Rheumatoid arthritis care routine

  Rheumatoid arthritis: Chronic symmetric polyarthritis is the main manifestation of this disease, which is progressive. It is an aggressive disease, mainly synovial lesions, which attack and destroy the bony joints and eventually lead to joint ankylosis. deformity and different degrees of disability.
  I. General care
   1, the acute phase of joint swelling and pain is obvious, and the systemic symptoms of patients, should be bed leisure, should not sleep on a soft mattress, the pillow should not be too high
   2, rheumatoid patients joints and surrounding `vascular. Nerve invasion, vascular contraction is slow and inadequate, so that the rise and fall of skin temperature is delayed.
   3, pay attention to the joint warmth, to avoid damp cold aggravate joint symptoms.
   4, diet: nutritious, correct anemia.
   5.Patients in remission should strengthen their activities and perform functional exercises under guidance.
  Second, symptom care
  1.For patients who are bedridden, pay attention to maintaining the correct position.
    (1) The shoulder joint should not be in the external rotation position, the top pillow and other items can be placed on both sides of the shoulder, and a pillow should be placed between the arms to maintain the external shoulder joint.
  The patient should maintain a functional position.
  (2) Both palms can hold small scrolls to maintain finger joint extension.
  (3) Place cushions on both sides of the hip joint to prevent external rotation of the hip joint.
  (4) Pillow at the calf of a lying person to prevent the knee joint from being fixed in a flexed position.
  (5) Prevent foot drop.
   2.Give massage to the swollen and painful joint and supplement with hot hydrotherapy, wax therapy, etc.
   3. For acute cases, splinting may be given for a short period of time (2-3 weeks) to maintain the functional position of the joint.
   4.If the condition permits, attention should be paid to the movement of the joint and functional exercises should be given, including finger grasping exercises, such as knitting sweater, checkers and playing ball. Wrist. Elbow. Knee flexion and extension exercises, and with a certain amount of passive body movement, but to have ankylosis of the joint prohibit strenuous exercise.

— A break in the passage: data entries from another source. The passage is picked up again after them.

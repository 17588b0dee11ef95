//! # Paragraph Division
//!
//! A paragraph is measured once at its usable text width. If it does not
//! fit, it is cut at the start of the first line that does not: the head
//! keeps the text before the cut, the tail becomes a new paragraph holding
//! the rest with its spans and index marks shifted to the new origin.

use super::page_break::{decide_line_split, BreakDecision};
use super::{Division, LayoutContext};
use crate::error::Result;
use crate::model::{Element, ElementKind, ElementType, PlacedMark};
use crate::style::ParagraphStyle;
use crate::text::{FontDescription, MeasureRequest, StyledText, TextMetrics};

/// The box model of a paragraph in device units.
#[derive(Debug, Clone, Copy, PartialEq)]
pub struct ParagraphGeometry {
    pub left: f64,
    pub right: f64,
    pub top: f64,
    pub bottom: f64,
    pub h_padding: f64,
    pub v_padding: f64,
    pub indent: f64,
    /// Width handed to the measurer. A hanging indent widens it.
    pub text_width: f64,
    pub spacing: f64,
}

impl ParagraphGeometry {
    pub fn new(style: &ParagraphStyle, ctx: &LayoutContext<'_>, width: f64) -> Self {
        let res = ctx.resolution;
        let left = res.cm_to_x(style.left_margin);
        let right = res.cm_to_x(style.right_margin);
        let h_padding = res.cm_to_x(style.padding);
        let indent = res.cm_to_x(style.first_indent);

        let mut text_width = width - left - 2.0 * h_padding - right;
        if indent < 0.0 {
            text_width -= indent;
        }

        Self {
            left,
            right,
            top: res.cm_to_y(style.top_margin),
            bottom: res.cm_to_y(style.bottom_margin),
            h_padding,
            v_padding: res.cm_to_y(style.padding),
            indent,
            text_width,
            spacing: res.pt_to_y(style.font.size * ctx.config.line_spacing_fraction),
        }
    }

    /// Left edge of the text block; a hanging first line starts left of it.
    pub fn text_x(&self) -> f64 {
        let x = self.left + self.h_padding;
        if self.indent < 0.0 {
            x + self.indent
        } else {
            x
        }
    }
}

/// Measure a paragraph's text at its geometry's width.
pub fn measure(
    style: &ParagraphStyle,
    text: &StyledText,
    ctx: &LayoutContext<'_>,
    geometry: &ParagraphGeometry,
) -> Result<TextMetrics> {
    let font = FontDescription::resolve(&style.font, &ctx.config.font_families);
    let tabs: Vec<f64> = style.tabs.iter().map(|&t| ctx.resolution.cm_to_x(t)).collect();
    let request = MeasureRequest {
        font: &font,
        text,
        width: Some(geometry.text_width.max(0.0)),
        wrap: ctx.config.wrap,
        indent: geometry.indent,
        spacing: geometry.spacing,
        tabs: &tabs,
        alignment: style.alignment,
        resolution: ctx.resolution,
    };
    let metrics = ctx.measurer.measure(&request)?;
    metrics.validate(text.as_str())?;
    Ok(metrics)
}

pub(crate) fn divide(
    mut element: Element,
    ctx: &LayoutContext<'_>,
    width: f64,
    height: f64,
) -> Result<Division> {
    let in_cell = element.parent() == Some(ElementType::Cell);
    let (geometry, metrics) = match &element.kind {
        ElementKind::Paragraph { style, text, .. } => {
            let geometry = ParagraphGeometry::new(style, ctx, width);
            let metrics = measure(style, text, ctx, &geometry)?;
            (geometry, metrics)
        }
        _ => return Ok(Division::whole(element, 0.0)),
    };

    let text_height = height - geometry.top - 2.0 * geometry.v_padding;
    let min_lines = if in_cell {
        ctx.config.min_cell_split_lines
    } else {
        0
    };
    let spacing = geometry.spacing;

    match decide_line_split(&metrics, text_height, spacing, min_lines, ctx.force) {
        BreakDecision::Place => {
            let mut paragraph_height =
                metrics.height + spacing + geometry.top + 2.0 * geometry.v_padding;
            if height - paragraph_height > geometry.bottom {
                paragraph_height += geometry.bottom;
            }
            Ok(Division::whole(element, paragraph_height))
        }
        BreakDecision::MoveToNextPage => {
            log::debug!(
                "moving paragraph of {} lines to the next page ({text_height:.1} units left)",
                metrics.line_count()
            );
            Ok(Division::defer(element))
        }
        BreakDecision::Split {
            items_on_current_page,
        } => {
            let first = metrics.lines[0];
            let last_fitting = metrics.lines[items_on_current_page - 1];
            let index = metrics.lines[items_on_current_page].start;
            log::debug!(
                "splitting paragraph after {items_on_current_page} of {} lines at byte {index}",
                metrics.line_count()
            );

            let parent = element.parent();
            let tail_kind = match &mut element.kind {
                ElementKind::Paragraph { style, text, marks } => {
                    split_at(style, text, marks, index)
                }
                _ => return Ok(Division::defer(element)),
            };
            let mut tail = Element::new(tail_kind);
            tail.set_parent(parent);

            let head_height =
                last_fitting.bottom - first.top + spacing + geometry.top + 2.0 * geometry.v_padding;
            Ok(Division::split(element, tail, head_height))
        }
    }
}

/// Cut a paragraph's content at byte `index`. The fields keep the head;
/// the returned kind is the tail.
fn split_at(
    style: &mut ParagraphStyle,
    text: &mut StyledText,
    marks: &mut Vec<PlacedMark>,
    index: usize,
) -> ElementKind {
    let tail_text = text.split_off(index);

    let (head_marks, tail_marks): (Vec<PlacedMark>, Vec<PlacedMark>) =
        std::mem::take(marks).into_iter().partition(|m| m.offset < index);
    *marks = head_marks;
    let tail_marks = tail_marks
        .into_iter()
        .map(|m| PlacedMark {
            offset: m.offset - index,
            mark: m.mark,
        })
        .collect();

    // The tail continues the text as if no break happened
    let mut tail_style = style.clone();
    tail_style.top_margin = 0.0;
    tail_style.first_indent = 0.0;
    tail_style.borders.top = false;

    style.bottom_margin = 0.0;
    style.borders.bottom = false;

    ElementKind::Paragraph {
        style: tail_style,
        text: tail_text,
        marks: tail_marks,
    }
}

#[cfg(test)]
mod tests {
    use super::*;
    use crate::config::LayoutConfig;
    use crate::model::{IndexMark, MarkKind, Resolution};
    use crate::style::Borders;
    use crate::text::{LineMetrics, TagKind, TextMeasurer, TextTag};

    /// Every five bytes make a 10-unit line; lines are spaced by the
    /// requested spacing.
    struct FiveByteLines;

    impl TextMeasurer for FiveByteLines {
        fn measure(&self, request: &MeasureRequest<'_>) -> Result<TextMetrics> {
            let len = request.text.len();
            let count = len.div_ceil(5).max(1);
            let lines: Vec<LineMetrics> = (0..count)
                .map(|i| {
                    let top = i as f64 * (10.0 + request.spacing);
                    LineMetrics {
                        start: i * 5,
                        end: ((i + 1) * 5).min(len),
                        top,
                        bottom: top + 10.0,
                        width: 50.0,
                    }
                })
                .collect();
            let height = lines.last().map_or(0.0, |l| l.bottom);
            Ok(TextMetrics {
                lines,
                width: 50.0,
                height,
            })
        }
    }

    fn close(a: f64, b: f64) -> bool {
        (a - b).abs() < 1e-9
    }

    fn config() -> LayoutConfig {
        LayoutConfig {
            line_spacing_fraction: 0.0,
            ..LayoutConfig::default()
        }
    }

    fn styled() -> StyledText {
        // 20 bytes, four lines of five
        StyledText::new(
            "aaaaabbbbbcccccddddd",
            vec![TextTag::new(TagKind::Bold, vec![(3, 12)])],
        )
        .unwrap()
    }

    fn paragraph(style: ParagraphStyle) -> Element {
        let mut element = Element::paragraph(style, styled());
        if let ElementKind::Paragraph { marks, .. } = &mut element.kind {
            marks.push(PlacedMark {
                offset: 2,
                mark: IndexMark::new("a", MarkKind::Alphabetical, 1),
            });
            marks.push(PlacedMark {
                offset: 17,
                mark: IndexMark::new("d", MarkKind::Alphabetical, 1),
            });
        }
        element
    }

    #[test]
    fn whole_paragraph_adds_bottom_margin_only_with_room() {
        let cfg = config();
        let ctx = LayoutContext::new(&FiveByteLines, Resolution::uniform(2.54), &cfg);
        let style = ParagraphStyle {
            bottom_margin: 5.0,
            ..ParagraphStyle::default()
        };

        let roomy = divide(paragraph(style.clone()), &ctx, 100.0, 100.0).unwrap();
        assert!(close(roomy.height, 45.0), "{}", roomy.height);
        let tight = divide(paragraph(style), &ctx, 100.0, 42.0).unwrap();
        assert!(close(tight.height, 40.0), "{}", tight.height);
        assert!(tight.tail.is_none());
    }

    #[test]
    fn split_moves_spans_marks_and_margins() {
        let cfg = config();
        let ctx = LayoutContext::new(&FiveByteLines, Resolution::uniform(2.54), &cfg);
        let style = ParagraphStyle {
            top_margin: 2.0,
            bottom_margin: 3.0,
            first_indent: 1.0,
            borders: Borders::ALL,
            ..ParagraphStyle::default()
        };

        // 2 top margin + two lines of 10
        let division = divide(paragraph(style), &ctx, 100.0, 25.0).unwrap();
        assert!(division.is_split());
        assert!(close(division.height, 22.0), "{}", division.height);

        let head = division.head.unwrap();
        let tail = division.tail.unwrap();
        match (&head.kind, &tail.kind) {
            (
                ElementKind::Paragraph {
                    style: hs,
                    text: ht,
                    marks: hm,
                },
                ElementKind::Paragraph {
                    style: ts,
                    text: tt,
                    marks: tm,
                },
            ) => {
                assert_eq!(ht.as_str(), "aaaaabbbbb");
                assert_eq!(tt.as_str(), "cccccddddd");
                assert_eq!(ht.tags()[0].ranges, vec![(3, 10)]);
                assert_eq!(tt.tags()[0].ranges, vec![(0, 2)]);

                assert_eq!(hm.len(), 1);
                assert_eq!(tm[0].offset, 7);

                assert_eq!(hs.bottom_margin, 0.0);
                assert!(!hs.borders.bottom && hs.borders.top);
                assert_eq!(ts.top_margin, 0.0);
                assert_eq!(ts.first_indent, 0.0);
                assert_eq!(ts.bottom_margin, 3.0);
                assert!(!ts.borders.top && ts.borders.bottom);
            }
            other => panic!("expected two paragraphs, got {other:?}"),
        }
    }

    #[test]
    fn cell_paragraphs_defer_short_splits() {
        let cfg = config();
        let ctx = LayoutContext::new(&FiveByteLines, Resolution::uniform(2.54), &cfg);

        let mut cell = Element::cell(Default::default(), 1);
        cell.add_child(paragraph(ParagraphStyle::default())).unwrap();
        let para = cell.take_children().remove(0);

        let division = divide(para.clone(), &ctx, 100.0, 35.0).unwrap();
        assert!(division.head.is_none());
        assert_eq!(division.tail.unwrap(), para);

        let forced = divide(para, &ctx.with_force(true), 100.0, 35.0).unwrap();
        assert!(forced.is_split());
    }

    #[test]
    fn negative_indent_widens_the_text() {
        let cfg = config();
        let ctx = LayoutContext::new(&FiveByteLines, Resolution::uniform(2.54), &cfg);
        let style = ParagraphStyle {
            left_margin: 3.0,
            right_margin: 1.0,
            padding: 1.0,
            first_indent: -2.0,
            ..ParagraphStyle::default()
        };
        let geometry = ParagraphGeometry::new(&style, &ctx, 100.0);
        assert!(close(geometry.text_width, 96.0), "{}", geometry.text_width);
        assert!(close(geometry.text_x(), 2.0));
    }

    #[test]
    fn degenerate_measurements_are_errors() {
        struct NoLines;
        impl TextMeasurer for NoLines {
            fn measure(&self, _: &MeasureRequest<'_>) -> Result<TextMetrics> {
                Ok(TextMetrics::default())
            }
        }
        let cfg = config();
        let ctx = LayoutContext::new(&NoLines, Resolution::uniform(2.54), &cfg);
        let err = divide(paragraph(ParagraphStyle::default()), &ctx, 100.0, 100.0).unwrap_err();
        assert!(matches!(err, crate::error::QuireError::Measurement(_)));
    }
}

   5, for joint activity is limited. Those who cannot completely take care of themselves do a good job in life care and enhance comfort.
   6.Cultivate patients’ awareness of self-care.
   7.Chest care: chest expansion exercises, back patting and coughing to prevent colds.
   8.Care of skin lesions and ulcers at joints: strengthen the change of medication to prevent infection. Apply emollient cream to protect the skin at regular intervals.
  Assess the patient’s pain, and give non-steroidal anti-inflammatory drugs as prescribed by the doctor for obvious joint pain. Observe the efficacy and side effects of drugs.
  Third, drug observation.
  Pay attention to the side effects of non-steroidal anti-inflammatory drugs and immunosuppressive drugs.
  Observe the condition of
  1.Joint swelling and pain; activity; self-care; joint symptoms.
  2. Anemia.
  3.Lung condition: interstitial lung fibrosis.
  4, nerve compression symptoms.
  5.Peri-articular skin lesions: due to vasculitis.
  6. Understanding the measurement criteria for the degree of arthritis impact.
  V. Psychological care  
       VI. Discharge instruction 
    VII. Common nursing problems
  Pain – related to rheumatoid.
  Defective self-care ability – related to limited joint movement.
  Risk of disuse syndrome – related to joint bone destruction.